Scenes like this have taken place across the country since March, and many patients and loved ones have had strained conversations over phone or video calls, struggling to find the right words and hoping that their words can be heard. However, it’s impossible to share all of the family’s thoughts during this most trying of times, says a recent article “The Importance of Writing an Ethical Will—for You and to Those You Love” from The Wall Street Journal.

The increasing interest in estate planning during the pandemic has seen many Americans waking up to the realization they must get their estate plans in order.

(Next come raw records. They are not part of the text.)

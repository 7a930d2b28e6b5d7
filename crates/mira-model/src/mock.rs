// Copyright (c) 2024-2026 Martin Schröder <info@swedishembedded.com>
//
// SPDX-License-Identifier: MIT
use std::sync::{Arc, Mutex};

use async_trait::async_trait;
use futures::stream;

use crate::{GenerationRequest, ImageCaptioner, InferenceEngine, TokenStream};

/// Deterministic mock engine for tests.  Streams a fixed reply one word
/// at a time.
pub struct MockEngine {
    reply: String,
}

impl MockEngine {
    pub fn new(reply: impl Into<String>) -> Self {
        Self {
            reply: reply.into(),
        }
    }
}

#[async_trait]
impl InferenceEngine for MockEngine {
    fn model_name(&self) -> &str {
        "mock-model"
    }

    async fn generate(&self, _req: GenerationRequest) -> anyhow::Result<TokenStream> {
        let chunks: Vec<anyhow::Result<String>> = self
            .reply
            .split_inclusive(' ')
            .map(|w| Ok(w.to_string()))
            .collect();
        Ok(Box::pin(stream::iter(chunks)))
    }
}

/// A pre-scripted engine.  Each `generate` call pops the next chunk
/// sequence from the front of the queue, so tests can specify exact
/// stream shapes — straddled tags, tool calls, multi-round loops —
/// without a model.  Every request is recorded for inspection.
pub struct ScriptedEngine {
    scripts: Mutex<Vec<Vec<String>>>,
    implicit_reasoning: bool,
    pub requests: Arc<Mutex<Vec<GenerationRequest>>>,
}

impl ScriptedEngine {
    /// The outer `Vec` is the ordered list of generations; the inner
    /// `Vec` is the chunk sequence streamed for that generation.
    pub fn new(scripts: Vec<Vec<&str>>) -> Self {
        Self {
            scripts: Mutex::new(
                scripts
                    .into_iter()
                    .map(|s| s.into_iter().map(String::from).collect())
                    .collect(),
            ),
            implicit_reasoning: false,
            requests: Arc::new(Mutex::new(Vec::new())),
        }
    }

    /// Declare that this engine streams reasoning without an opening
    /// `<think>` tag, so the orchestrator enables splitter injection.
    pub fn with_implicit_reasoning(mut self) -> Self {
        self.implicit_reasoning = true;
        self
    }

    /// Number of generations performed so far.
    pub fn calls(&self) -> usize {
        self.requests.lock().unwrap().len()
    }
}

#[async_trait]
impl InferenceEngine for ScriptedEngine {
    fn model_name(&self) -> &str {
        "scripted-model"
    }

    fn opens_reasoning_implicitly(&self) -> bool {
        self.implicit_reasoning
    }

    async fn generate(&self, req: GenerationRequest) -> anyhow::Result<TokenStream> {
        self.requests.lock().unwrap().push(req);
        let chunks = {
            let mut scripts = self.scripts.lock().unwrap();
            if scripts.is_empty() {
                vec!["[no more scripts]".to_string()]
            } else {
                scripts.remove(0)
            }
        };
        let wrapped: Vec<anyhow::Result<String>> = chunks.into_iter().map(Ok).collect();
        Ok(Box::pin(stream::iter(wrapped)))
    }
}

/// An engine whose `generate` always fails.  Exercises the
/// infrastructure-error path (`error` envelope, stream close).
pub struct FailingEngine;

#[async_trait]
impl InferenceEngine for FailingEngine {
    fn model_name(&self) -> &str {
        "failing-model"
    }

    async fn generate(&self, _req: GenerationRequest) -> anyhow::Result<TokenStream> {
        anyhow::bail!("model failed to load")
    }
}

/// Captioner returning a fixed description; records what it was asked.
pub struct ScriptedCaptioner {
    description: String,
    pub calls: Arc<Mutex<Vec<(usize, Option<String>)>>>,
}

impl ScriptedCaptioner {
    pub fn new(description: impl Into<String>) -> Self {
        Self {
            description: description.into(),
            calls: Arc::new(Mutex::new(Vec::new())),
        }
    }
}

#[async_trait]
impl ImageCaptioner for ScriptedCaptioner {
    async fn describe(&self, image: &[u8], context: Option<&str>) -> anyhow::Result<String> {
        self.calls
            .lock()
            .unwrap()
            .push((image.len(), context.map(String::from)));
        Ok(self.description.clone())
    }
}

// ─── Unit tests ──────────────────────────────────────────────────────────────

#[cfg(test)]
mod tests {
    use futures::StreamExt;

    use super::*;
    use crate::SamplerParams;

    fn req() -> GenerationRequest {
        GenerationRequest {
            prompt: "p".into(),
            params: SamplerParams::default(),
            max_tokens: 100,
            max_kv_size: 1000,
            cache: None,
        }
    }

    #[tokio::test]
    async fn mock_streams_reply_in_chunks() {
        let e = MockEngine::new("hello brave world");
        let mut stream = e.generate(req()).await.unwrap();
        let mut text = String::new();
        let mut chunks = 0;
        while let Some(c) = stream.next().await {
            text.push_str(&c.unwrap());
            chunks += 1;
        }
        assert_eq!(text, "hello brave world");
        assert!(chunks > 1);
    }

    #[tokio::test]
    async fn scripted_pops_scripts_in_order() {
        let e = ScriptedEngine::new(vec![vec!["one"], vec!["two"]]);
        for expected in ["one", "two"] {
            let mut stream = e.generate(req()).await.unwrap();
            let chunk = stream.next().await.unwrap().unwrap();
            assert_eq!(chunk, expected);
        }
        assert_eq!(e.calls(), 2);
    }

    #[tokio::test]
    async fn scripted_fallback_when_exhausted() {
        let e = ScriptedEngine::new(vec![]);
        let mut stream = e.generate(req()).await.unwrap();
        let chunk = stream.next().await.unwrap().unwrap();
        assert!(chunk.contains("no more scripts"));
    }

    #[tokio::test]
    async fn scripted_records_requests() {
        let e = ScriptedEngine::new(vec![vec!["x"]]);
        let _ = e.generate(req()).await.unwrap();
        let reqs = e.requests.lock().unwrap();
        assert_eq!(reqs.len(), 1);
        assert_eq!(reqs[0].prompt, "p");
    }

    #[tokio::test]
    async fn failing_engine_errors() {
        assert!(FailingEngine.generate(req()).await.is_err());
    }
}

They focus on preparing wills, health care proxies and powers of attorney, which are important. However, there is another document that needs to be completed. It’s called an “ethical will.”

The ethical will is a statement used to transmit an individual’s basic values, history and legacy they would like to leave behind. It’s usually directed to children and grandchildren, but it can have a larger audience as well, and be shared with the friends who have become like family over a lifetime, or to communities, like houses of worship or civic groups.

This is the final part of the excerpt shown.